I am fascinated by the language of the canine. Every move they make is a signal or a message to us and their counterparts. I used to tell my trainer that I wished a manual would come with our dogs...kind of a dog dictionary! I've spent countless hours in the classroom and on the field studying behavior and still have so much to learn! I am by no means an expert, and please know that everything that I post here is my opinion based soley on what I've learned through study and observation. The signals are subtle...a tilt of the head, a twitch of the tail, ear position, eye contact, body movements, and on and on. I've whelped only two of my own litters, but learned so much from watching the dam teaching the pups. Most importantly, playing is an act of learning the behaviors that the dog will need as an adult for self-preservation. They're also clearly establishing pack order right in the whelping box. Even my adult dogs hone their skills by playing or "play fighting." It's during this play that you will see all of the moves used in real fighting...just to a lessor extent, and there have been times when I've had to step in as the leader of my pack of 6 (I include my husband in this number) to restore order.

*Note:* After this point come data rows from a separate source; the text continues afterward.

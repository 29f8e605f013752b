//! Text renderers for the terminal front-end.

pub mod asset_grid;
pub mod run_table;
pub mod status_pill;
pub mod style;
pub mod toast;
//! Run list page: fetch all runs, filter locally, refresh on a timer.

use std::sync::atomic::{AtomicBool, Ordering};
use std::sync::{Arc, Mutex};
use std::time::Duration;

use tracing::error;

use super::{Mounted, lock};
use crate::components::{run_table, style::Style};
use crate::net::types::RunsApi;
use crate::state::run_list::{RunListState, StatusFilter};
use crate::util::poll::spawn_poller;

#[derive(Clone)]
pub struct RunsPage {
    api: Arc<dyn RunsApi>,
    state: Arc<Mutex<RunListState>>,
}

impl RunsPage {
    pub fn new(api: Arc<dyn RunsApi>) -> Self {
        Self { api, state: Arc::new(Mutex::new(RunListState::default())) }
    }

    pub fn snapshot(&self) -> RunListState {
        lock(&self.state).clone()
    }

    pub fn set_filter(&self, filter: StatusFilter) {
        lock(&self.state).filter = filter;
    }

    pub async fn refresh(&self) {
        match self.api.list_runs().await {
            Ok(runs) => lock(&self.state).set_runs(runs),
            Err(e) => {
                error!(error = %e, "failed to load runs");
                lock(&self.state).fetch_failed();
            }
        }
    }

    /// Refresh now and every `period`, calling `render` after each refresh
    /// while the page stays mounted.
    pub fn mount<R>(&self, period: Duration, render: R) -> Mounted
    where
        R: Fn(&RunListState) + Send + Sync + 'static,
    {
        let mounted = Arc::new(AtomicBool::new(true));
        let render = Arc::new(render);
        let page = self.clone();
        let alive = Arc::clone(&mounted);
        let poll = spawn_poller(period, move || {
            let page = page.clone();
            let render = Arc::clone(&render);
            let alive = Arc::clone(&alive);
            async move {
                page.refresh().await;
                if alive.load(Ordering::SeqCst) {
                    render(&page.snapshot());
                }
            }
        });
        Mounted::new(poll, mounted)
    }
}

/// Full page text: heading, filter bar, then the table.
pub fn render(state: &RunListState, style: Style) -> String {
    let mut out = String::from("Advertisement Runs\n\nFilter:");
    for filter in StatusFilter::ALL {
        let name = filter.name();
        if filter == state.filter {
            out.push_str(&format!(" [{}]", style.bold(name)));
        } else {
            out.push_str(&format!("  {name} "));
        }
    }
    out.push_str("\n\n");
    out.push_str(&run_table::render(&state.filtered(), state.loading, style));
    out
}

#[cfg(test)]
#[path = "runs_test.rs"]
mod tests;
//! Run status labels and their visual categories.
//!
//! The backend reports status as a free string. Current labels are
//! PENDING, RUNNING, COMPLETED, FAILED and CANCELLED; older runs may carry
//! GENERATING, SUCCEEDED or ERROR, which are treated as RUNNING, COMPLETED
//! and FAILED respectively. Matching is case-insensitive and only decides the
//! pill color; finalize and cancel gating compare the exact labels.

#[cfg(test)]
#[path = "status_test.rs"]
mod status_test;

/// Canonical run status.
#[derive(Clone, Copy, Debug, PartialEq, Eq)]
pub enum RunStatus {
    Pending,
    Running,
    Completed,
    Failed,
    Cancelled,
    Unknown,
}

impl RunStatus {
    pub fn parse(raw: &str) -> Self {
        match raw.trim().to_ascii_uppercase().as_str() {
            "PENDING" => Self::Pending,
            "RUNNING" | "GENERATING" => Self::Running,
            "COMPLETED" | "SUCCEEDED" => Self::Completed,
            "FAILED" | "ERROR" => Self::Failed,
            "CANCELLED" => Self::Cancelled,
            _ => Self::Unknown,
        }
    }

    pub fn tone(self) -> StatusTone {
        match self {
            Self::Pending | Self::Unknown => StatusTone::Neutral,
            Self::Running => StatusTone::Active,
            Self::Completed => StatusTone::Success,
            Self::Failed => StatusTone::Failure,
            Self::Cancelled => StatusTone::Warning,
        }
    }
}

/// Visual category of a status pill.
#[derive(Clone, Copy, Debug, Default, PartialEq, Eq)]
pub enum StatusTone {
    /// Gray.
    #[default]
    Neutral,
    /// Blue.
    Active,
    /// Green.
    Success,
    /// Red.
    Failure,
    /// Yellow.
    Warning,
}

/// Category for a raw backend status string.
pub fn status_tone(raw: &str) -> StatusTone {
    RunStatus::parse(raw).tone()
}

/// Text shown inside a status pill.
pub fn status_label(raw: &str) -> String {
    raw.to_uppercase()
}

When my high-drive female, Ahnya, was 10 weeks old I brought her to my mother's to meet Katie...a 6 year-old Yorkie. The first thing my Ahnya did was walk right over and very purposefully position herself with her head over Katie's back. I couldn't believe I had witnessed such a perfect display of dominance with a 10-week old puppy! Dogs are ingenious opportunists!

Breed also highly influences behavior. My herders will actually circle each other and come in from behind. They think they're stealthy! There is very clear order here...right down to the omega (my poor old American bred shepherd. Yes...I'm a pointy eared fan!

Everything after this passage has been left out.